| AIM OF THE TASK |
Copy each line of the records below, from the first through the one that contains "let pipeline = build_pipeline(config).await?;", exactly as written.
[[ EXTRACTED DATA, beginning ]]
//! Shared domain types for Braite, the BPJS chatbot engine.
//!
//! This crate contains the data shapes exchanged between layers: chat
//! queries and answers, session turns, retrieved chunks, LLM requests,
//! configuration, the prompt template, and their error types.
//!
//! Zero infrastructure dependencies -- only serde and thiserror.

pub mod chat;
pub mod config;
pub mod error;
pub mod llm;
pub mod prompt;
//! One-shot question from the terminal.

use anyhow::Result;
use console::style;

use braite_types::chat::ChatQuery;
use braite_types::config::AppConfig;

use crate::state::build_pipeline;

/// Run one pipeline turn and print the answer with its sources.
pub async fn ask(config: &AppConfig, query: String, session: String, json: bool) -> Result<()> {
    let query = ChatQuery::new(query, session)?;
    let pipeline = build_pipeline(config).await?;
    let answer = pipeline.generate(&query).await;

    if json {
        println!("{}", serde_json::to_string_pretty(&answer)?);
        return Ok(());
    }

    println!();
    println!("  {}", answer.answer);
    if !answer.sources.is_empty() {
        println!();
        println!("  {}", style("Sumber Referensi:").bold());
        for source in &answer.sources {
            println!("  {} {}", style("•").dim(), style(source).cyan());
        }
    }
    println!();
    Ok(())
}
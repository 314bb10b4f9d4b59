//! Request timing middleware.
//!
//! Logs method, path, status and elapsed time for every request and stamps
//! an `x-request-id` header on the response.

use std::time::Instant;

use axum::extract::Request;
use axum::http::HeaderValue;
use axum::middleware::Next;
use axum::response::Response;
use uuid::Uuid;

pub const REQUEST_ID_HEADER: &str = "x-request-id";

pub async fn request_timing(request: Request, next: Next) -> Response {
    let start = Instant::now();
    let method = request.method().clone();
    let path = request.uri().path().to_string();
    let request_id = Uuid::now_v7().to_string();

    let mut response = next.run(request).await;

    let elapsed = start.elapsed();
    tracing::info!(
        request_id = %request_id,
        method = %method,
        path = %path,
        status = response.status().as_u16(),
        elapsed_ms = elapsed.as_millis() as u64,
        "Handled {method} {path} in {:.4}s",
        elapsed.as_secs_f64()
    );

    if let Ok(value) = HeaderValue::from_str(&request_id) {
        response.headers_mut().insert(REQUEST_ID_HEADER, value);
    }
    response
}
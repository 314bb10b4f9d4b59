//! Webhook update classification.
//!
//! Telegram delivers many update kinds (edited messages, member changes,
//! status callbacks). Only `message` updates with a chat id and non-empty
//! text are answered; everything else is acknowledged and dropped.

use serde_json::Value;

use braite_types::chat::InboundEvent;

/// Sender label used when the chat has no username.
pub const UNKNOWN_SENDER: &str = "Unknown";

/// Outcome of inspecting one update.
#[derive(Debug, Clone, PartialEq, Eq)]
pub enum Intake {
    /// Not a message update (or no usable chat id).
    Ignored,
    /// A message without text (sticker, photo, empty string).
    Empty,
    /// A message that should be answered.
    Dispatch(InboundEvent),
}

impl Intake {
    /// Acknowledgment status reported to the platform.
    pub fn status(&self) -> &'static str {
        match self {
            Intake::Ignored => "ignored",
            Intake::Empty => "ok",
            Intake::Dispatch(_) => "received",
        }
    }
}

/// Classify a raw update payload.
pub fn classify(payload: &Value) -> Intake {
    let Some(message) = payload.get("message").filter(|m| m.is_object()) else {
        return Intake::Ignored;
    };

    let Some(chat) = message.get("chat") else {
        return Intake::Ignored;
    };
    let chat_id = match chat.get("id") {
        Some(Value::Number(n)) => n.to_string(),
        Some(Value::String(s)) if !s.is_empty() => s.clone(),
        _ => return Intake::Ignored,
    };

    let text = message.get("text").and_then(Value::as_str).unwrap_or_default();
    if text.is_empty() {
        return Intake::Empty;
    }

    let sender = chat
        .get("username")
        .and_then(Value::as_str)
        .unwrap_or(UNKNOWN_SENDER)
        .to_string();

    Intake::Dispatch(InboundEvent {
        chat_id,
        sender,
        text: text.to_string(),
    })
}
[[ EXTRACTED DATA, end ]]
| RESPONSE AREA |
//! Shared domain types for Braite, the BPJS chatbot engine.
//!
//! This crate contains the data shapes exchanged between layers: chat
//! queries and answers, session turns, retrieved chunks, LLM requests,
//! configuration, the prompt template, and their error types.
//!
//! Zero infrastructure dependencies -- only serde and thiserror.

pub mod chat;
pub mod config;
pub mod error;
pub mod llm;
pub mod prompt;
//! One-shot question from the terminal.

use anyhow::Result;
use console::style;

use braite_types::chat::ChatQuery;
use braite_types::config::AppConfig;

use crate::state::build_pipeline;

/// Run one pipeline turn and print the answer with its sources.
pub async fn ask(config: &AppConfig, query: String, session: String, json: bool) -> Result<()> {
    let query = ChatQuery::new(query, session)?;
    let pipeline = build_pipeline(config).await?;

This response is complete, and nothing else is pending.